Closed laijen000 closed 4 years ago
Hi,
You can find the GTF that was used to build the TElocal index for mm10 here. The gene_id should match up with the name in the count table (.cntTable
file).
Please let me know if you encounter any issues.
Thanks.
Hi! Yes, thanks a lot for this tool! We use it a lot!
Unfortunately the link does not seem to exist anymore. And I noticed that the gtf file here: https://labshare.cshl.edu/shares/mhammelllab/www-data/TEtranscripts/TE_GTF/mm10_rmsk_TE.gtf.gz is not identical with the gtf used for the TElocal index. Best wishes, Elin
Hi,
Thank you for pointing this out. The link has been replaced with this, which is a text file containing the genomic location of each TE copy in the TElocal index. It is unclear what you mean by "[mm10 TEtranscripts GTF] is not identical with the gtf used for the TElocal index." I checked the first 20 annotations between the text file and the GTF, and they appear to match.
Thanks.
Hi,
Thanks for the new link!
Yes, most entries are identical, but there are 140 small differences in the naming, I think all related to the family. See below for a couple of examples:
Name in prebuilt TELocal index: Ricksha:Ricksha:MULE-MuDR:DNA MER96B_dup307:MER96B:hAT:DNA MamRep137_dup149:MamRep137:TcMar:DNA
Entry in TEtranscript gtf ( mm10_rmsk_TE.gtf): chr1 mm10_rmsk exon 69851100 69851376 2638 + . gene_id "Ricksha"; transcript_id "Ricksha"; family_id "MuDR"; class_id "DNA”; chr12 mm10_rmsk exon 118623463 118623588 313 - . gene_id "MER96B"; transcript_id "MER96B_dup307"; family_id "hAT-Tip100"; class_id "DNA"; chr7 mm10_rmsk exon 113772853 113772942 246 - . gene_id "MamRep137"; transcript_id "MamRep137_dup149"; family_id "TcMar-Tigger"; class_id "DNA";
Entry in mm10_rmsk_TE.gtf.locInd.gtf: Ricksha:Ricksha:MULE-MuDR:DNA chr1:69851100-69851376 MER96B_dup307:MER96B:hAT:DNA chr12:118623463-118623588 MamRep137_dup149:MamRep137:TcMar:DNA chr7:113772853-113772942
That is, in the gtf file used for the TELocal index the families were set to MULE-MuDR, hAT and TcMar, whereas in the TEtranscript gtf the families are MuDR, hAT-Tip100, TcMar-Tigger. The 6 different family names are all present in both gtf files for the absolute majority of TEs the family assignment is the same.

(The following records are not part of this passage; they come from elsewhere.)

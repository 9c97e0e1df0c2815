//! [`Price`]-related definitions.

use std::{
    fmt::{self, Write as _},
    str::FromStr,
};

use derive_more::{Display, Error, Into};
#[cfg(feature = "postgres")]
use postgres_types::{FromSql, ToSql};
use rust_decimal::Decimal;

/// Non-negative amount of yen.
#[derive(
    Clone, Copy, Debug, Default, Eq, Hash, Into, Ord, PartialEq, PartialOrd,
)]
#[cfg_attr(feature = "postgres", derive(FromSql, ToSql), postgres(transparent))]
pub struct Price(Decimal);

impl Price {
    /// [`Price`] of nothing.
    pub const ZERO: Self = Self(Decimal::ZERO);

    /// Creates a new [`Price`] if the provided `amount` is not negative.
    #[must_use]
    pub fn new(amount: Decimal) -> Option<Self> {
        (amount.is_zero() || amount.is_sign_positive()).then_some(Self(amount))
    }

    /// Returns the amount of this [`Price`].
    #[must_use]
    pub const fn amount(self) -> Decimal {
        self.0
    }

    /// Returns the [`Price`] of `count` units costing this [`Price`] each.
    ///
    /// [`None`] is returned if the result is not representable.
    #[must_use]
    pub fn times(self, count: u32) -> Option<Self> {
        self.0.checked_mul(Decimal::from(count)).map(Self)
    }

    /// Adds up two [`Price`]s.
    ///
    /// [`None`] is returned if the result is not representable.
    #[must_use]
    pub fn checked_add(self, rhs: Self) -> Option<Self> {
        self.0.checked_add(rhs.0).map(Self)
    }

    /// Adds up all the provided [`Price`]s.
    ///
    /// [`None`] is returned if the result is not representable.
    pub fn checked_sum(prices: impl IntoIterator<Item = Self>) -> Option<Self> {
        prices.into_iter().try_fold(Self::ZERO, Self::checked_add)
    }
}

/// Formats the amount with grouped thousands followed by the `円` sign, like
/// `1,500円`.
impl fmt::Display for Price {
    fn fmt(&self, f: &mut fmt::Formatter<'_>) -> fmt::Result {
        let amount = self.0.normalize().to_string();
        let (int, frac) = amount
            .split_once('.')
            .map_or((amount.as_str(), None), |(i, f)| (i, Some(f)));

        for (i, digit) in int.chars().enumerate() {
            if i > 0 && (int.len() - i) % 3 == 0 {
                f.write_char(',')?;
            }
            f.write_char(digit)?;
        }
        if let Some(frac) = frac {
            write!(f, ".{frac}")?;
        }
        f.write_char('円')
    }
}

/// Coerces textual amounts like `1500`, `1,500`, `¥1500` or `1500円`.
impl FromStr for Price {
    type Err = ParseError;

    fn from_str(s: &str) -> Result<Self, Self::Err> {
        let s = s.trim();
        let s = s.strip_suffix('円').unwrap_or(s);
        let s = s
            .strip_prefix('¥')
            .or_else(|| s.strip_prefix('￥'))
            .unwrap_or(s)
            .trim();
        if s.is_empty() {
            return Err(ParseError::Empty);
        }

        let amount = Decimal::from_str(&s.replace(',', ""))
            .map_err(|_| ParseError::NotNumber)?;
        Self::new(amount).ok_or(ParseError::Negative)
    }
}

/// Error of parsing a [`Price`] from text.
#[derive(Clone, Copy, Debug, Display, Eq, Error, PartialEq)]
pub enum ParseError {
    /// No amount provided.
    #[display("empty price")]
    Empty,

    /// Amount is not a number.
    #[display("price is not a number")]
    NotNumber,

    /// Amount is negative.
    #[display("price cannot be negative")]
    Negative,
}

#[cfg(feature = "juniper")]
mod juniper {
    //! Module providing integration with [`juniper`] crate.

    use std::str::FromStr as _;

    use juniper::{graphql_scalar, InputValue, ScalarValue, Value};
    use rust_decimal::Decimal;

    /// Price in yen.
    ///
    /// Accepted as an integer or as a text like `"1,500"` or `"1500円"`.
    /// Returned as a text like `"1,500円"`.
    #[graphql_scalar(with = Self, parse_token(String, i32))]
    type Price = super::Price;

    impl Price {
        fn to_output<S: ScalarValue>(p: &Price) -> Value<S> {
            Value::scalar(p.to_string())
        }

        fn from_input<S: ScalarValue>(
            input: &InputValue<S>,
        ) -> Result<Self, String> {
            if let Some(i) = input.as_int_value() {
                return Self::new(Decimal::from(i)).ok_or_else(|| {
                    format!("Cannot parse `Price` input scalar: {i} < 0")
                });
            }
            input
                .as_string_value()
                .ok_or_else(|| {
                    format!(
                        "Cannot parse `Price` input scalar from \
                         non-string and non-integer value: {input}",
                    )
                })
                .and_then(|s| {
                    Self::from_str(s).map_err(|e| {
                        format!("Cannot parse `Price` input scalar: {e}")
                    })
                })
        }
    }
}

#[cfg(test)]
mod spec {
    use std::str::FromStr as _;

    use rust_decimal::Decimal;

    use super::{ParseError, Price};

    fn price(n: i64) -> Price {
        Price::new(Decimal::from(n)).unwrap()
    }

    #[test]
    fn from_str() {
        assert_eq!(Price::from_str("1500").unwrap(), price(1500));
        assert_eq!(Price::from_str(" 1,500 ").unwrap(), price(1500));
        assert_eq!(Price::from_str("1500円").unwrap(), price(1500));
        assert_eq!(Price::from_str("¥1500").unwrap(), price(1500));
        assert_eq!(Price::from_str("0").unwrap(), Price::ZERO);
        assert_eq!(
            Price::from_str("12.5").unwrap().amount(),
            Decimal::new(125, 1),
        );

        assert_eq!(Price::from_str(""), Err(ParseError::Empty));
        assert_eq!(Price::from_str("円"), Err(ParseError::Empty));
        assert_eq!(Price::from_str("abc"), Err(ParseError::NotNumber));
        assert_eq!(Price::from_str("-100"), Err(ParseError::Negative));
    }

    #[test]
    fn to_string() {
        assert_eq!(price(0).to_string(), "0円");
        assert_eq!(price(500).to_string(), "500円");
        assert_eq!(price(1000).to_string(), "1,000円");
        assert_eq!(price(1_234_567).to_string(), "1,234,567円");
        assert_eq!(
            Price::from_str("1500.50").unwrap().to_string(),
            "1,500.5円",
        );
    }

    #[test]
    fn arithmetics() {
        assert_eq!(price(500).times(3), Some(price(1500)));
        assert_eq!(price(500).times(0), Some(Price::ZERO));
        assert_eq!(
            Price::checked_sum([price(500), price(1000), price(1)]),
            Some(price(1501)),
        );
        assert_eq!(Price::checked_sum([]), Some(Price::ZERO));
    }

    #[test]
    fn detects_overflow() {
        let max = Price::new(Decimal::MAX).unwrap();

        assert_eq!(max.times(1), Some(max));
        assert_eq!(max.times(2), None);
        assert_eq!(max.checked_add(price(1)), None);
        assert_eq!(Price::checked_sum([max, max]), None);
    }
}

From this I concluded that the mm10_rmsk_TE.gtf from TEtranscript is not identical to the file used for the building of the TELocal index. Although very similar!
Best, Elin
Elin Axelsson-Ekker Bioinformatician
Gregor Mendel Institute of Molecular Plant Biology GmbH Dr. Bohr-Gasse 3, 1030 Vienna, Austria Phone: +43 1 79044 9814 @.*** http://www.gmi.oeaw.ac.at
On 14.06.2022, at 15:06, Oliver Tam @.***> wrote:
Hi,
Thank you for pointing this out. The link has been replaced with this, which is a text file containing the genomic location of each TE copy in the TElocal index. It is unclear what you mean by "[mm10 TEtranscripts GTF] is not identical with the gtf used for the TElocal index." I checked the first 20 annotations between the text file and the GTF, and they appear to match.
Thanks.
— Reply to this email directly, view it on GitHub, or unsubscribe. You are receiving this because you commented.
Hi Elin,
Thank you for looking into it.
Yes, you are correct that the family_id seems to be the cause of the difference. This has been previously seen in multiple GTF from UCSC (see this TEtranscripts issue), and I suspect that there might have been a slight change/update to the UCSC RepeatMasker track at some point.
However, I have checked that the transcript id (the first portion of the final annotation as delimited by :
) has identical genomic locations between the TEtranscripts GTF and the TElocal pre-built index, so while they are not identical, the differences will not alter the quantification.
Thanks.
Thank you for TElocal. I was able to obtain the .cntTable containing TE expression on a locus level. However, I am wondering how to map a specific TE locus back to genomic coordinates (mm10)? Thank you for the help!